I have an older Nikon SB-24 Flash which seems to do everything but flash. The back LCD shows all info, all the knobs and buttons work but it won't test flash and I dont hear the recycle-up sound anymore.:thumbdown: 
A few days ago when I started it up I heard a pop, almost like a discharge, but no light/flash.
Is this junk or should I get it fixed? Is it the main capacitor?
Ideas?


----------



## RONDAL (Jul 7, 2009)

they go for about $100 on ebay....so if you can find someone who can fix it for cheaper, then its worth it.  if not, then just get a new one


----------



## Garbz (Jul 8, 2009)

Give it away to an electrical engineer. Maybe he can breath life into it. If you can't get it fixed then send it my way


----------



## JerryPH (Jul 8, 2009)

Shipping may be more than the cost of another unit.  I've picked up a SB-80DX for $50 and am picking up a SB-25 today for $30.

It takes a little time but the deals are out there.  I'd just get another unit and keep this one for spare parts in case you found another one that is the same as yours.

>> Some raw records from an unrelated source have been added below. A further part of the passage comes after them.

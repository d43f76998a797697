//! Backend worker: owns the service client and executes queued commands.

use std::path::{Path, PathBuf};
use std::thread;

use anyhow::{anyhow, Context as _};
use crossbeam_channel::{Receiver, Sender};
use upload_client::ServiceClient;
use url::Url;

use crate::backend_bridge::commands::BackendCommand;
use crate::controller::events::{UiError, UiErrorContext, UiEvent};

pub struct WorkerConfig {
    pub server_url: Url,
    pub downloads_dir: PathBuf,
}

/// Picks the directory processed files are saved to. Resolved once at
/// startup so a misconfigured path fails before the window opens.
pub fn resolve_downloads_dir(override_dir: Option<&Path>) -> anyhow::Result<PathBuf> {
    if let Some(dir) = override_dir {
        return Ok(dir.to_path_buf());
    }
    dirs::download_dir()
        .or_else(dirs::home_dir)
        .ok_or_else(|| anyhow!("unable to resolve a downloads directory"))
}

pub fn launch(cmd_rx: Receiver<BackendCommand>, ui_tx: Sender<UiEvent>, config: WorkerConfig) {
    thread::spawn(move || {
        let _ = ui_tx.try_send(UiEvent::Info("Backend worker starting...".to_string()));
        let runtime = match tokio::runtime::Builder::new_multi_thread()
            .enable_all()
            .build()
        {
            Ok(runtime) => runtime,
            Err(err) => {
                let _ = ui_tx.try_send(UiEvent::Error(UiError::from_message(
                    UiErrorContext::BackendStartup,
                    format!("backend worker startup failure: failed to build runtime: {err}"),
                )));
                tracing::error!("failed to build backend runtime: {err}");
                return;
            }
        };

        runtime.block_on(async move {
            let client = ServiceClient::new(config.server_url);
            let _ = ui_tx.try_send(UiEvent::Info("Backend worker ready".to_string()));

            while let Ok(cmd) = cmd_rx.recv() {
                match cmd {
                    BackendCommand::SubmitBatch { files } => {
                        tracing::info!("backend: submit_batch of {} files", files.len());
                        match client.submit_batch(&files).await {
                            Ok(outcomes) => {
                                let _ = ui_tx.try_send(UiEvent::BatchFinished { outcomes });
                            }
                            Err(err) => {
                                tracing::error!("backend: submit_batch failed: {err}");
                                let _ = ui_tx.try_send(UiEvent::Error(UiError::from_message(
                                    UiErrorContext::Submit,
                                    err.to_string(),
                                )));
                            }
                        }
                    }
                    BackendCommand::DownloadResult { filename } => {
                        tracing::info!("backend: download_result for {filename}");
                        match client.download_result(&filename).await {
                            Ok(bytes) => {
                                match save_download(&config.downloads_dir, &filename, &bytes) {
                                    Ok(path) => {
                                        let _ = ui_tx.try_send(UiEvent::DownloadFinished {
                                            filename,
                                            saved_to: path,
                                        });
                                    }
                                    Err(err) => {
                                        tracing::error!("backend: saving {filename} failed: {err:#}");
                                        let _ =
                                            ui_tx.try_send(UiEvent::Error(UiError::from_message(
                                                UiErrorContext::Download,
                                                format!("{err:#}"),
                                            )));
                                    }
                                }
                            }
                            Err(err) => {
                                tracing::error!("backend: download_result failed: {err}");
                                let _ = ui_tx.try_send(UiEvent::Error(UiError::from_message(
                                    UiErrorContext::Download,
                                    err.to_string(),
                                )));
                            }
                        }
                    }
                    BackendCommand::DownloadAll => {
                        tracing::info!("backend: download_all");
                        match client.download_all().await {
                            Ok(archive) => {
                                match save_download(
                                    &config.downloads_dir,
                                    &archive.filename,
                                    &archive.bytes,
                                ) {
                                    Ok(path) => {
                                        let _ = ui_tx.try_send(UiEvent::DownloadFinished {
                                            filename: archive.filename,
                                            saved_to: path,
                                        });
                                    }
                                    Err(err) => {
                                        tracing::error!("backend: saving archive failed: {err:#}");
                                        let _ =
                                            ui_tx.try_send(UiEvent::Error(UiError::from_message(
                                                UiErrorContext::Download,
                                                format!("{err:#}"),
                                            )));
                                    }
                                }
                            }
                            Err(err) => {
                                tracing::error!("backend: download_all failed: {err}");
                                let _ = ui_tx.try_send(UiEvent::Error(UiError::from_message(
                                    UiErrorContext::Download,
                                    err.to_string(),
                                )));
                            }
                        }
                    }
                    BackendCommand::ClearResults => {
                        tracing::info!("backend: clear_results");
                        match client.clear_results().await {
                            Ok(()) => {
                                let _ = ui_tx.try_send(UiEvent::ResultsCleared);
                            }
                            Err(err) => {
                                tracing::error!("backend: clear_results failed: {err}");
                                let _ = ui_tx.try_send(UiEvent::Error(UiError::from_message(
                                    UiErrorContext::Clear,
                                    err.to_string(),
                                )));
                            }
                        }
                    }
                }
            }
        });
    });
}

fn save_download(dir: &Path, filename: &str, bytes: &[u8]) -> anyhow::Result<PathBuf> {
    std::fs::create_dir_all(dir)
        .with_context(|| format!("could not prepare downloads directory '{}'", dir.display()))?;

    // Served names come from the service; keep only the final path component.
    let safe_name = Path::new(filename)
        .file_name()
        .and_then(|name| name.to_str())
        .unwrap_or("download.bin");
    let path = dir.join(safe_name);
    std::fs::write(&path, bytes)
        .with_context(|| format!("could not write '{}'", path.display()))?;
    Ok(path)
}

#[cfg(test)]
mod tests {
    use super::{resolve_downloads_dir, save_download};
    use std::path::{Path, PathBuf};

    #[test]
    fn saves_downloads_under_the_configured_directory() {
        let dir = std::env::temp_dir()
            .join("barcode_gui_tests")
            .join("downloads");
        let _ = std::fs::remove_dir_all(&dir);

        let saved = save_download(&dir, "CODE-1.jpg", b"jpeg-bytes").expect("save");

        assert_eq!(saved, dir.join("CODE-1.jpg"));
        assert_eq!(std::fs::read(&saved).expect("read back"), b"jpeg-bytes");
    }

    #[test]
    fn strips_directory_components_from_served_filenames() {
        let dir = std::env::temp_dir().join("barcode_gui_tests").join("escape");
        let _ = std::fs::remove_dir_all(&dir);

        let saved = save_download(&dir, "../../evil.jpg", b"x").expect("save");

        assert_eq!(saved, dir.join("evil.jpg"));
    }

    #[test]
    fn resolve_prefers_the_override_directory() {
        assert_eq!(
            resolve_downloads_dir(Some(Path::new("/tmp/override"))).expect("resolve"),
            PathBuf::from("/tmp/override")
        );
    }
}
//! Client-side screening of the current selection. The service enforces the
//! same limits again; this pass exists so the form can warn before upload.

use crate::domain::SelectedFile;
use crate::strings;

pub const MAX_FILE_SIZE_BYTES: u64 = 16 * 1024 * 1024;
pub const ALLOWED_EXTENSIONS: [&str; 2] = ["jpg", "jpeg"];

/// Why a selected file was rejected. Extension wins when both would apply.
#[derive(Debug, Clone, Copy, PartialEq, Eq)]
pub enum RejectReason {
    Extension,
    Size,
}

impl RejectReason {
    pub fn message(self) -> &'static str {
        match self {
            RejectReason::Extension => strings::INVALID_EXTENSION,
            RejectReason::Size => strings::OVERSIZED,
        }
    }
}

#[derive(Debug, Clone, PartialEq, Eq)]
pub struct FileFinding {
    pub filename: String,
    pub reason: RejectReason,
}

impl FileFinding {
    pub fn display_line(&self) -> String {
        format!("{} - {}", self.filename, self.reason.message())
    }
}

/// Outcome of screening one selection, with findings in selection order.
#[derive(Debug, Clone, PartialEq, Eq, Default)]
pub struct ValidationReport {
    pub valid_count: usize,
    pub findings: Vec<FileFinding>,
}

impl ValidationReport {
    pub fn total(&self) -> usize {
        self.valid_count + self.findings.len()
    }

    pub fn has_findings(&self) -> bool {
        !self.findings.is_empty()
    }

    pub fn all_rejected(&self) -> bool {
        self.valid_count == 0 && self.has_findings()
    }
}

/// What the submit button should show and whether it accepts clicks.
#[derive(Debug, Clone, Copy, PartialEq, Eq)]
pub enum ActionButtonState {
    Idle,
    Ready { valid_count: usize },
    AllRejected,
}

impl ActionButtonState {
    pub fn from_report(report: &ValidationReport) -> Self {
        if report.total() == 0 {
            ActionButtonState::Idle
        } else if report.valid_count == 0 {
            ActionButtonState::AllRejected
        } else {
            ActionButtonState::Ready {
                valid_count: report.valid_count,
            }
        }
    }

    pub fn label(self) -> String {
        match self {
            ActionButtonState::Idle => strings::ACTION_IDLE.to_owned(),
            ActionButtonState::Ready { valid_count } => strings::process_count_label(valid_count),
            ActionButtonState::AllRejected => strings::ACTION_NO_VALID_FILES.to_owned(),
        }
    }

    pub fn enabled(self) -> bool {
        matches!(self, ActionButtonState::Ready { .. })
    }
}

/// Screens every file in the selection. Each invalid file gets exactly one
/// finding; the extension check runs before the size check.
pub fn classify_selection(files: &[SelectedFile]) -> ValidationReport {
    let mut report = ValidationReport::default();
    for file in files {
        if let Some(reason) = reject_reason(file) {
            report.findings.push(FileFinding {
                filename: file.filename.clone(),
                reason,
            });
        } else {
            report.valid_count += 1;
        }
    }
    report
}

fn reject_reason(file: &SelectedFile) -> Option<RejectReason> {
    if !extension_allowed(&file.filename) {
        Some(RejectReason::Extension)
    } else if file.size_bytes > MAX_FILE_SIZE_BYTES {
        Some(RejectReason::Size)
    } else {
        None
    }
}

// The extension is everything after the last dot. A name with no dot counts
// whole, so "scanjpg" or "jpg" passes the extension check on its own merits.
fn extension_allowed(filename: &str) -> bool {
    let ext = filename
        .rsplit('.')
        .next()
        .unwrap_or(filename)
        .to_ascii_lowercase();
    ALLOWED_EXTENSIONS.contains(&ext.as_str())
}
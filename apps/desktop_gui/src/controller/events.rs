//! UI/backend events and error modeling for the uploader controller.

use std::path::PathBuf;

use shared::domain::ProcessOutcome;

pub enum UiEvent {
    Info(String),
    BatchFinished { outcomes: Vec<ProcessOutcome> },
    DownloadFinished { filename: String, saved_to: PathBuf },
    ResultsCleared,
    Error(UiError),
}

#[derive(Debug, Clone, Copy, PartialEq, Eq)]
pub enum UiErrorCategory {
    Transport,
    Service,
    Storage,
    Unknown,
}

#[derive(Debug, Clone, Copy, PartialEq, Eq)]
pub enum UiErrorContext {
    BackendStartup,
    Submit,
    Download,
    Clear,
    General,
}

pub fn classify_submit_failure(message: &str) -> String {
    let lower = message.to_ascii_lowercase();
    if lower.contains("backend worker startup failure")
        || lower.contains("failed to build backend runtime")
    {
        "Backend worker startup failure; restart the app and retry.".to_string()
    } else if lower.contains("connection refused")
        || lower.contains("error sending request")
        || lower.contains("dns")
        || lower.contains("timed out")
    {
        "Barcode service unreachable; check the server URL and retry.".to_string()
    } else {
        format!("Upload error: {message}")
    }
}

#[derive(Debug, Clone)]
pub struct UiError {
    category: UiErrorCategory,
    context: UiErrorContext,
    message: String,
}

impl UiError {
    pub fn from_message(context: UiErrorContext, message: impl Into<String>) -> Self {
        let message = message.into();
        let message_lower = message.to_ascii_lowercase();
        let category = if message_lower.contains("connection")
            || message_lower.contains("timed out")
            || message_lower.contains("timeout")
            || message_lower.contains("dns")
            || message_lower.contains("network")
            || message_lower.contains("unreachable")
            || message_lower.contains("error sending request")
            || message_lower.contains("disconnect")
        {
            UiErrorCategory::Transport
        } else if message_lower.contains("no processed file")
            || message_lower.contains("not found")
            || message_lower.contains("status")
        {
            UiErrorCategory::Service
        } else if message_lower.contains("failed to read")
            || message_lower.contains("could not write")
            || message_lower.contains("could not prepare")
            || message_lower.contains("directory")
            || message_lower.contains("permission")
        {
            UiErrorCategory::Storage
        } else {
            UiErrorCategory::Unknown
        };

        Self {
            category,
            context,
            message,
        }
    }

    pub fn category(&self) -> UiErrorCategory {
        self.category
    }

    pub fn context(&self) -> UiErrorContext {
        self.context
    }

    pub fn message(&self) -> &str {
        &self.message
    }
}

I am constantly amazed at how long these things last.  The SB-25 came out in 1992 and the SB-24 was released in 1988!


----------



## illstudio (Jul 11, 2009)

RONDAL said:


> they go for about $100 on ebay....so if you can find someone who can fix it for cheaper, then its worth it.  if not, then just get a new one



I imagine the fix would be cheap if I found the right person...


----------



## illstudio (Jul 11, 2009)

Garbz said:


> Give it away to an electrical engineer. Maybe he can breath life into it. If you can't get it fixed then send it my way



My thinking exactly...


----------



## KmH (Jul 11, 2009)

Yep, they don't last forever. Certainly sounds like the capacitor bank took a dump.


----------



## AlexColeman (Jul 11, 2009)

Good reason to upgrade to the 900.
Where would you guys recommend you get it repaired, for future references.


----------



## KmH (Jul 11, 2009)

I'd look for a local guy, high school, or college student that's into electronics and likes to tinker.


----------



## AlexColeman (Jul 11, 2009)

I think I would only trust my 900 to Nikon repairs.


----------



## RONDAL (Jul 12, 2009)

the sb900 and the sb24 are two very different beasts.  the 24 shouldn't be too bad to play around with, but the 900 would be a lot more complicated


----------



## JerryPH (Jul 12, 2009)

AlexColeman said:


> I think I would only trust my 900 to Nikon repairs.



He's not talking a SB-900 with warranty... he is talking about a flash that was made in the 1980's!

If you cannot find someone that could fix ot for 20-30 dollars... just junk it and "fleaBay" another one.  That SB-25 I just picked up for not $30 but $25... and I sold it the next day for $125 to a kid that "just had to have it, no matter what".  

Cool, my Sigma 50mm F/1.4 prime lens just cost me $100 less, and when I find another deal for a speedlight, I will get it... LOL!


----------



## CrazyCanuck (Jul 13, 2009)

Agreed on the sb900 comment, not really relevant to the thread.

that being said, I've replaced some capacitors on computer motherboards before, so I imagine its not that difficult to de-solder the old caps in a flash and replace em with new matching ones.


----------



## JerryPH (Jul 13, 2009)

CrazyCanuck said:


> Agreed on the sb900 comment, not really relevant to the thread.
> 
> that being said, I've replaced some capacitors on computer motherboards before, so I imagine its not that difficult to de-solder the old caps in a flash and replace em with new matching ones.



A filled cap on a MB will give you a nice jolt... a filled cap on a flash (if discharged fully into you) can both stop your heart and lift you 6 feet into the other direction.

I wonder how many people here know that it takes a meagre 5 volts to stop the human heart?


----------